//! Chat Service
//!
//! Drives one chat turn through the tool-calling loop:
//! build prompt, call the model, parse tool blocks, then either finish or
//! execute the valid calls and continue with their results. The same loop
//! backs the collect form (`send_message`) and the streaming form
//! (`send_message_stream`).

use std::panic::AssertUnwindSafe;
use std::sync::Arc;
use std::time::Instant;

use futures_util::FutureExt;
use serde::{Deserialize, Serialize};
use tokio::sync::mpsc;
use tokio_util::sync::CancellationToken;

use paper_desk_core::{ChatStreamEvent, ExecutionContext, ExecutionRecord};
use paper_desk_llm::{CompletionClient, Message, OllamaClient};
use paper_desk_tools::{
    parse_tool_calls, ExecutionLog, ExecutionLogEntry, SharedExecutionLog, ToolExecutor,
    ToolRegistry, TracingExecutionLog,
};

use super::prompt::{
    append_note, history_tail, iteration_limit_note, parse_error_note, TurnPrompt,
    DEFAULT_SYSTEM_PREAMBLE,
};
use super::stream::{until_cancelled, ChatStream, EventSink};
use crate::models::settings::ChatSettings;
use crate::services::focus::{FocusResolver, NoFocusResolver};
use crate::utils::error::{AppError, AppResult};

/// Execution-log purpose for model calls
pub const CHAT_COMPLETION_PURPOSE: &str = "chat.completion";

/// One user message to process
#[derive(Debug, Clone, PartialEq, Serialize, Deserialize)]
pub struct ChatRequest {
    pub session_id: String,
    pub message: String,
    #[serde(default, skip_serializing_if = "Option::is_none")]
    pub focus_id: Option<String>,
    #[serde(default, skip_serializing_if = "Option::is_none")]
    pub user_id: Option<String>,
    /// Prior conversation, oldest first
    #[serde(default)]
    pub history: Vec<Message>,
}

impl ChatRequest {
    pub fn new(session_id: impl Into<String>, message: impl Into<String>) -> Self {
        Self {
            session_id: session_id.into(),
            message: message.into(),
            focus_id: None,
            user_id: None,
            history: Vec::new(),
        }
    }

    pub fn with_focus(mut self, focus_id: impl Into<String>) -> Self {
        self.focus_id = Some(focus_id.into());
        self
    }

    pub fn with_user(mut self, user_id: impl Into<String>) -> Self {
        self.user_id = Some(user_id.into());
        self
    }

    pub fn with_history(mut self, history: Vec<Message>) -> Self {
        self.history = history;
        self
    }

    fn context(&self) -> ExecutionContext {
        ExecutionContext::new(self.session_id.clone())
            .with_focus_opt(self.focus_id.clone())
            .with_user_opt(self.user_id.clone())
    }
}

/// Result of a completed turn
#[derive(Debug, Clone, PartialEq, Serialize, Deserialize)]
pub struct TurnResult {
    /// Final answer text shown to the user
    pub content: String,
    /// Every executed tool call, in execution order
    pub records: Vec<ExecutionRecord>,
    /// Number of model calls made
    pub iterations: u32,
}

/// Tool-calling chat orchestrator.
///
/// Holds only shared read-only collaborators, so one instance serves any
/// number of concurrent turns.
pub struct ChatService {
    model: Arc<dyn CompletionClient>,
    registry: Arc<ToolRegistry>,
    executor: ToolExecutor,
    focus: Arc<dyn FocusResolver>,
    log: SharedExecutionLog,
    settings: ChatSettings,
}

impl ChatService {
    /// Create a service with no focus resolution and tracing-based audit logging.
    pub fn new(
        model: Arc<dyn CompletionClient>,
        registry: Arc<ToolRegistry>,
        settings: ChatSettings,
    ) -> Self {
        let log: SharedExecutionLog = Arc::new(TracingExecutionLog::new());
        Self {
            model,
            executor: ToolExecutor::new(registry.clone(), log.clone()),
            registry,
            focus: Arc::new(NoFocusResolver),
            log,
            settings,
        }
    }

    /// Create a service backed by an Ollama client built from `settings.model`.
    pub fn from_settings(settings: ChatSettings, registry: Arc<ToolRegistry>) -> AppResult<Self> {
        settings.validate().map_err(AppError::validation)?;
        let model = OllamaClient::new(settings.model.clone())?;
        Ok(Self::new(Arc::new(model), registry, settings))
    }

    pub fn with_focus_resolver(mut self, focus: Arc<dyn FocusResolver>) -> Self {
        self.focus = focus;
        self
    }

    pub fn with_execution_log(mut self, log: SharedExecutionLog) -> Self {
        self.executor = ToolExecutor::new(self.registry.clone(), log.clone());
        self.log = log;
        self
    }

    pub fn settings(&self) -> &ChatSettings {
        &self.settings
    }

    pub fn registry(&self) -> &Arc<ToolRegistry> {
        &self.registry
    }

    /// Run a turn to completion.
    ///
    /// A failed model call fails the turn with `AppError::Model`; everything
    /// else ends in readable content.
    pub async fn send_message(&self, request: ChatRequest) -> AppResult<TurnResult> {
        self.run_turn(&request, None, &CancellationToken::new()).await
    }

    /// Run a turn on a spawned task, returning its event stream.
    ///
    /// Must be called from within a tokio runtime.
    pub fn send_message_stream(self: &Arc<Self>, request: ChatRequest) -> ChatStream {
        let (tx, rx) = mpsc::channel(self.settings.stream_buffer.max(1));
        let cancel = CancellationToken::new();
        let sink = EventSink::new(tx, cancel.clone());
        let service = Arc::clone(self);

        tokio::spawn(async move {
            service.drive_stream(request, sink).await;
        });

        ChatStream::new(rx, cancel)
    }

    async fn drive_stream(&self, request: ChatRequest, sink: EventSink) {
        if sink.emit(ChatStreamEvent::Start).await.is_err() {
            return;
        }

        let outcome = AssertUnwindSafe(self.run_turn(&request, Some(&sink), sink.token()))
            .catch_unwind()
            .await;

        let terminal = match outcome {
            Ok(Ok(turn)) => ChatStreamEvent::Done {
                content: turn.content,
                records: turn.records,
            },
            Ok(Err(AppError::Cancelled(reason))) => {
                tracing::debug!(session_id = %request.session_id, reason = %reason, "chat stream cancelled");
                return;
            }
            Ok(Err(e)) => ChatStreamEvent::Error {
                message: e.to_string(),
            },
            Err(_) => {
                tracing::error!(session_id = %request.session_id, "chat turn panicked");
                ChatStreamEvent::Error {
                    message: AppError::internal("chat turn panicked").to_string(),
                }
            }
        };

        if let Err(e) = sink.emit(terminal).await {
            tracing::debug!(session_id = %request.session_id, error = %e, "terminal event not delivered");
        }
    }

    /// The turn loop shared by both consumption modes.
    async fn run_turn(
        &self,
        request: &ChatRequest,
        events: Option<&EventSink>,
        cancel: &CancellationToken,
    ) -> AppResult<TurnResult> {
        let ctx = request.context();
        let tools = self.registry.available_definitions(ctx.has_focus());
        let focus_entity = match ctx.focus_id() {
            Some(id) => self.focus.lookup_focus_entity(id).await,
            None => None,
        };
        let preamble = self
            .settings
            .system_preamble
            .as_deref()
            .unwrap_or(DEFAULT_SYSTEM_PREAMBLE);
        let prompt = TurnPrompt::new(
            preamble,
            &tools,
            ctx.focus_id(),
            focus_entity.as_ref(),
            history_tail(&request.history, self.settings.history_window),
            &request.message,
        );

        tracing::info!(
            session_id = %request.session_id,
            has_focus = ctx.has_focus(),
            tools = tools.len(),
            "chat turn started"
        );

        let max_iterations = self.settings.max_iterations.max(1);
        let mut next_prompt = prompt.initial();
        let mut records: Vec<ExecutionRecord> = Vec::new();
        let mut iterations = 0u32;

        loop {
            iterations += 1;
            let raw = self.complete(&ctx, &next_prompt, cancel).await?;
            let parsed = parse_tool_calls(&raw);

            if !parsed.has_calls() {
                tracing::info!(session_id = %request.session_id, iterations, "chat turn finished");
                return Ok(TurnResult {
                    content: parsed.clean_text,
                    records,
                    iterations,
                });
            }

            let valid_calls = parsed.valid_calls();
            if valid_calls.is_empty() {
                tracing::warn!(
                    session_id = %request.session_id,
                    invalid = parsed.calls.len(),
                    "model emitted only malformed tool calls"
                );
                let note = parse_error_note(&parsed.parse_errors());
                return Ok(TurnResult {
                    content: append_note(&parsed.clean_text, &note),
                    records,
                    iterations,
                });
            }

            if let Some(sink) = events {
                sink.emit(ChatStreamEvent::Delta {
                    text: parsed.clean_text.clone(),
                })
                .await?;
            }

            tracing::debug!(
                session_id = %request.session_id,
                iteration = iterations,
                calls = valid_calls.len(),
                ignored = parsed.calls.len() - valid_calls.len(),
                "executing tool calls"
            );

            let mut round = Vec::with_capacity(valid_calls.len());
            for call in valid_calls {
                if let Some(sink) = events {
                    sink.emit(ChatStreamEvent::ToolCallStarted {
                        name: call.name.clone(),
                    })
                    .await?;
                }

                let record = until_cancelled(cancel, self.executor.execute(call, &ctx)).await?;

                if let Some(sink) = events {
                    sink.emit(ChatStreamEvent::ToolCallFinished {
                        name: record.tool_name.clone(),
                        success: record.success,
                        error: record.error.clone(),
                    })
                    .await?;
                }
                round.push(record);
            }
            records.extend(round.iter().cloned());

            if iterations >= max_iterations {
                tracing::warn!(
                    session_id = %request.session_id,
                    max_iterations,
                    "chat turn hit the iteration ceiling"
                );
                return Ok(TurnResult {
                    content: append_note(&parsed.clean_text, &iteration_limit_note(max_iterations)),
                    records,
                    iterations,
                });
            }

            next_prompt = prompt.continuation(&raw, &round);
        }
    }

    /// One model call, reported to the execution log.
    async fn complete(
        &self,
        ctx: &ExecutionContext,
        prompt: &str,
        cancel: &CancellationToken,
    ) -> AppResult<String> {
        let start = Instant::now();
        let result = until_cancelled(cancel, self.model.complete(prompt)).await?;
        let elapsed = start.elapsed();

        match result {
            Ok(text) => {
                self.log.log(ExecutionLogEntry::new(
                    CHAT_COMPLETION_PURPOSE,
                    ctx.session_id(),
                    prompt,
                    &text,
                    elapsed,
                ));
                Ok(text)
            }
            Err(e) => {
                tracing::warn!(
                    session_id = %ctx.session_id(),
                    model = %self.model.model(),
                    error = %e,
                    "model call failed"
                );
                self.log.log(
                    ExecutionLogEntry::new(CHAT_COMPLETION_PURPOSE, ctx.session_id(), prompt, "", elapsed)
                        .with_error(e.to_string()),
                );
                Err(AppError::Model(e))
            }
        }
    }
}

Instructions to follow: State how many lines in the listing above contain "async". Offer nothing besides that number.

Output for this exercise: 5